The Melbourne-headquartered company expects demand for luxury wine to grow globally this year, led by its Penfolds label, and with potential upside from improving relations between Australia and China.

However, luxury wine sales growth is expected to be modest in its highest revenue-generating segment, Treasury Americas, before picking up from 2025.

“Outlook commentary appears to support consensus forecasts for Treasury Wine with potential additional upside from improved China relations,” analysts at Jefferies wrote in a note.

Treasury said continued improvement in Australian and Chinese relations after a years-long diplomatic freeze could see a lifting of Chinese tariffs on Australian wine.

The world’s biggest standalone winemaker previously drew a third of its profits from China before anti-dumping and subsidy tariffs of up to 212% were imposed on Australian wine, effectively ending sales, in 2020.

Treasury shares were up as much as 1.8% during early trade, while the broader market was 0.4% higher.

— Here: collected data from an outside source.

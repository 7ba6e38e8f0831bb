//! Rate-limited, retrying wrapper around a [`SteamApi`].
//!
//! Every call goes through one shared [`RateLimiter`]. Failures are retried
//! here and classified, so callers only ever see a [`FetchResult`] or a final
//! [`ApiError`], never a transport error.

pub mod limiter;

use std::future::Future;
use std::sync::atomic::{AtomicU64, Ordering};
use std::time::Duration;

use tracing::{debug, warn};

use crate::config::ClientConfig;
use crate::observability::FAILURES;
use crate::steam::{ApiError, FriendsResponse, SteamApi, PLAYER_SUMMARIES_BATCH};
use crate::types::{SteamId, SteamProfile};

pub use limiter::{RateLimiter, RequestPermit};

/// First backoff after a network failure; doubles per attempt.
const NETWORK_BACKOFF: Duration = Duration::from_secs(1);

// ---------------------------------------------------------------------------
// FetchResult
// ---------------------------------------------------------------------------

/// Outcome of fetching one account's friend list, after retries.
#[derive(Debug, Clone, PartialEq, Eq)]
pub enum FetchResult {
    /// The list was readable. It may be empty.
    Friends(Vec<SteamId>),
    /// Private, deleted or unauthorized profile: no neighbours, not an error.
    Empty,
    /// Retries exhausted on a transient failure.
    Failed(ApiError),
}

// ---------------------------------------------------------------------------
// RetryPolicy
// ---------------------------------------------------------------------------

/// How many times, and how long to wait, before giving up on a call.
#[derive(Debug, Clone, PartialEq, Eq)]
pub struct RetryPolicy {
    pub max_network_retries: u32,
    pub network_backoff: Duration,
    pub max_rate_limit_retries: u32,
    pub rate_limit_cooldown: Duration,
}

impl RetryPolicy {
    pub fn from_config(config: &ClientConfig) -> Self {
        Self {
            max_network_retries: config.max_network_retries,
            network_backoff: NETWORK_BACKOFF,
            max_rate_limit_retries: config.max_rate_limit_retries,
            rate_limit_cooldown: config.rate_limit_cooldown(),
        }
    }

    /// No waiting between attempts; for tests and fakes.
    pub fn immediate(max_network_retries: u32, max_rate_limit_retries: u32) -> Self {
        Self {
            max_network_retries,
            network_backoff: Duration::ZERO,
            max_rate_limit_retries,
            rate_limit_cooldown: Duration::ZERO,
        }
    }
}

fn backoff(base: Duration, attempt: u32) -> Duration {
    base.saturating_mul(1u32 << attempt.min(10))
}

// ---------------------------------------------------------------------------
// ClientStats
// ---------------------------------------------------------------------------

/// Counters for reporting.
#[derive(Debug, Default)]
pub struct ClientStats {
    requests: AtomicU64,
    retries: AtomicU64,
    rate_limited: AtomicU64,
    failures: AtomicU64,
}

/// Point-in-time copy of [`ClientStats`].
#[derive(Debug, Clone, Copy, Default, PartialEq, Eq)]
pub struct ClientStatsSnapshot {
    pub requests: u64,
    pub retries: u64,
    pub rate_limited: u64,
    pub failures: u64,
}

impl ClientStats {
    pub fn snapshot(&self) -> ClientStatsSnapshot {
        ClientStatsSnapshot {
            requests: self.requests.load(Ordering::Relaxed),
            retries: self.retries.load(Ordering::Relaxed),
            rate_limited: self.rate_limited.load(Ordering::Relaxed),
            failures: self.failures.load(Ordering::Relaxed),
        }
    }
}

// ---------------------------------------------------------------------------
// RateLimitedClient
// ---------------------------------------------------------------------------

/// The only path by which the crate talks to Steam.
#[derive(Debug)]
pub struct RateLimitedClient<A> {
    api: A,
    limiter: RateLimiter,
    policy: RetryPolicy,
    stats: ClientStats,
}

impl<A: SteamApi> RateLimitedClient<A> {
    pub fn new(api: A, limiter: RateLimiter, policy: RetryPolicy) -> Self {
        Self {
            api,
            limiter,
            policy,
            stats: ClientStats::default(),
        }
    }

    pub fn from_config(api: A, config: &ClientConfig) -> Self {
        Self::new(
            api,
            RateLimiter::new(config.request_delay(), config.simultaneous_requests),
            RetryPolicy::from_config(config),
        )
    }

    pub fn api(&self) -> &A {
        &self.api
    }

    pub fn limiter(&self) -> &RateLimiter {
        &self.limiter
    }

    pub fn stats(&self) -> ClientStatsSnapshot {
        self.stats.snapshot()
    }

    /// Run `op` under the limiter, retrying per the policy.
    async fn call_with_retry<T, F, Fut>(
        &self,
        what: &str,
        steam_id: SteamId,
        op: F,
    ) -> Result<T, ApiError>
    where
        F: Fn() -> Fut,
        Fut: Future<Output = Result<T, ApiError>>,
    {
        let mut network_attempts = 0u32;
        let mut rate_limit_attempts = 0u32;

        loop {
            let result = {
                let _permit = self.limiter.acquire().await;
                self.stats.requests.fetch_add(1, Ordering::Relaxed);
                op().await
            };

            let err = match result {
                Ok(value) => return Ok(value),
                Err(err) => err,
            };

            let wait = match err {
                ApiError::NetworkFailure if network_attempts < self.policy.max_network_retries => {
                    let wait = backoff(self.policy.network_backoff, network_attempts);
                    network_attempts += 1;
                    debug!(
                        "{what} for {steam_id}: network failure, retry {network_attempts}/{} in {wait:?}",
                        self.policy.max_network_retries
                    );
                    wait
                }
                ApiError::RateLimited
                    if rate_limit_attempts < self.policy.max_rate_limit_retries =>
                {
                    self.stats.rate_limited.fetch_add(1, Ordering::Relaxed);
                    let wait = backoff(self.policy.rate_limit_cooldown, rate_limit_attempts);
                    rate_limit_attempts += 1;
                    warn!(
                        target: FAILURES,
                        "{what} for {steam_id}: rate limited by Steam, cooling down for {wait:?} \
                         (retry {rate_limit_attempts}/{})",
                        self.policy.max_rate_limit_retries
                    );
                    wait
                }
                ApiError::NotFound | ApiError::Unauthorized => return Err(err),
                _ => {
                    self.stats.failures.fetch_add(1, Ordering::Relaxed);
                    warn!(
                        target: FAILURES,
                        "{what} for {steam_id}: giving up after retries ({err})"
                    );
                    return Err(err);
                }
            };

            self.stats.retries.fetch_add(1, Ordering::Relaxed);
            if !wait.is_zero() {
                tokio::time::sleep(wait).await;
            }
        }
    }

    /// Fetch the friend list of `steam_id`.
    pub async fn fetch_friends(&self, steam_id: SteamId) -> FetchResult {
        let result = self
            .call_with_retry("friend list", steam_id, || self.api.get_friend_list(steam_id))
            .await;

        match result {
            Ok(FriendsResponse::Friends(friends)) => FetchResult::Friends(friends),
            Ok(FriendsResponse::Private) => FetchResult::Empty,
            Err(ApiError::NotFound | ApiError::Unauthorized) => FetchResult::Empty,
            Err(err) => FetchResult::Failed(err),
        }
    }

    /// Badge ids on `steam_id`'s profile. Private profiles yield none.
    pub async fn fetch_badges(&self, steam_id: SteamId) -> Result<Vec<u32>, ApiError> {
        match self
            .call_with_retry("badges", steam_id, || self.api.get_badges(steam_id))
            .await
        {
            Err(ApiError::NotFound | ApiError::Unauthorized) => Ok(Vec::new()),
            other => other,
        }
    }

    /// Profile summaries for `steam_ids`, in batches the API accepts.
    ///
    /// A failed batch is logged and skipped; its accounts stay unnamed.
    pub async fn fetch_profiles(&self, steam_ids: &[SteamId]) -> Vec<SteamProfile> {
        let mut profiles = Vec::with_capacity(steam_ids.len());
        for chunk in steam_ids.chunks(PLAYER_SUMMARIES_BATCH) {
            let Some(first) = chunk.first().copied() else {
                continue;
            };
            match self
                .call_with_retry("player summaries", first, || {
                    self.api.get_player_summaries(chunk)
                })
                .await
            {
                Ok(batch) => profiles.extend(batch),
                Err(err) => warn!(
                    target: FAILURES,
                    "could not resolve {} profile(s) starting at {first}: {err}",
                    chunk.len()
                ),
            }
        }
        profiles
    }
}

// ---------------------------------------------------------------------------
// Tests
// ---------------------------------------------------------------------------

#[cfg(test)]
mod tests {
    use super::*;
    use crate::steam::memory::MemorySteam;
    use pretty_assertions::assert_eq;

    fn client(api: MemorySteam, policy: RetryPolicy) -> RateLimitedClient<MemorySteam> {
        RateLimitedClient::new(api, RateLimiter::new(Duration::ZERO, 1), policy)
    }

    #[tokio::test]
    async fn successful_fetch_returns_friends() {
        let api = MemorySteam::new().with_friends(1, &[2, 3]);
        let client = client(api, RetryPolicy::immediate(0, 0));
        assert_eq!(
            client.fetch_friends(SteamId(1)).await,
            FetchResult::Friends(vec![SteamId(2), SteamId(3)])
        );
        assert_eq!(client.stats().requests, 1);
    }

    #[tokio::test]
    async fn network_failures_are_retried_within_bound() {
        let api = MemorySteam::new()
            .with_friends(1, &[])
            .with_failures(1, &[ApiError::NetworkFailure, ApiError::NetworkFailure]);
        let client = client(api, RetryPolicy::immediate(2, 0));
        assert_eq!(client.fetch_friends(SteamId(1)).await, FetchResult::Friends(vec![]));
        assert_eq!(client.api().friend_calls(SteamId(1)), 3);
        assert_eq!(client.stats().retries, 2);
    }

    #[tokio::test]
    async fn network_failures_past_bound_fail() {
        let api = MemorySteam::new().with_friends(1, &[2]).with_failures(
            1,
            &[ApiError::NetworkFailure, ApiError::NetworkFailure, ApiError::NetworkFailure],
        );
        let client = client(api, RetryPolicy::immediate(2, 0));
        assert_eq!(
            client.fetch_friends(SteamId(1)).await,
            FetchResult::Failed(ApiError::NetworkFailure)
        );
        assert_eq!(client.stats().failures, 1);
    }

    #[tokio::test]
    async fn rate_limited_calls_back_off_and_retry() {
        let api = MemorySteam::new()
            .with_friends(1, &[5])
            .with_failures(1, &[ApiError::RateLimited]);
        let client = client(api, RetryPolicy::immediate(0, 1));
        assert_eq!(client.fetch_friends(SteamId(1)).await, FetchResult::Friends(vec![SteamId(5)]));
        assert_eq!(client.stats().rate_limited, 1);
    }

    #[tokio::test(start_paused = true)]
    async fn rate_limit_cooldown_doubles() {
        let api = MemorySteam::new()
            .with_friends(1, &[])
            .with_failures(1, &[ApiError::RateLimited, ApiError::RateLimited]);
        let policy = RetryPolicy {
            max_network_retries: 0,
            network_backoff: Duration::ZERO,
            max_rate_limit_retries: 2,
            rate_limit_cooldown: Duration::from_secs(10),
        };
        let client = client(api, policy);
        let start = tokio::time::Instant::now();
        client.fetch_friends(SteamId(1)).await;
        assert_eq!(start.elapsed(), Duration::from_secs(30));
    }

    #[tokio::test]
    async fn private_and_missing_profiles_are_empty_not_errors() {
        let api = MemorySteam::new()
            .with_private(1)
            .with_failures(2, &[ApiError::NotFound])
            .with_failures(3, &[ApiError::Unauthorized]);
        let client = client(api, RetryPolicy::immediate(3, 3));
        for id in [1, 2, 3] {
            assert_eq!(client.fetch_friends(SteamId(id)).await, FetchResult::Empty);
        }
        // NotFound/Unauthorized are never retried.
        assert_eq!(client.api().friend_calls(SteamId(2)), 1);
        assert_eq!(client.stats().failures, 0);
    }

    #[tokio::test]
    async fn profiles_are_fetched_in_batches() {
        let ids: Vec<SteamId> = (1..=250).map(SteamId).collect();
        let api = MemorySteam::new().with_named_profiles(&ids);
        let client = client(api, RetryPolicy::immediate(0, 0));
        let profiles = client.fetch_profiles(&ids).await;
        assert_eq!(profiles.len(), 250);
        assert_eq!(client.api().summary_batches(), vec![100, 100, 50]);
    }

    #[tokio::test]
    async fn unauthorized_badges_mean_no_badges() {
        let api = MemorySteam::new().with_badge_failures(4, &[ApiError::Unauthorized]);
        let client = client(api, RetryPolicy::immediate(0, 0));
        assert_eq!(client.fetch_badges(SteamId(4)).await, Ok(vec![]));
    }
}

Australia’s largest wine maker reported a net profit after tax of A$254.5 million for the year ended June 30, compared with A$263.2 million a year earlier, with a fall in premium products shipments and low availability of luxury wines pressuring sales at Treasury Americas.

The wine maker had previously flagged challenging market conditions and a weak consumption outlook for its commercial-grade wine, especially in Australia and Britain, which it reiterated on Tuesday.

Treasury Wine declared a final dividend of 17 Australian cents per share, higher than last year’s dividend of 16 cents.

The company also said it had appointed John Mullen as its chairman. He will succeed Paul Rayner, who will leave the company on Oct. 16.

Rayner had been associated with the company for more than a decade and started as a non-executive director of Treasury Wine since May 2011.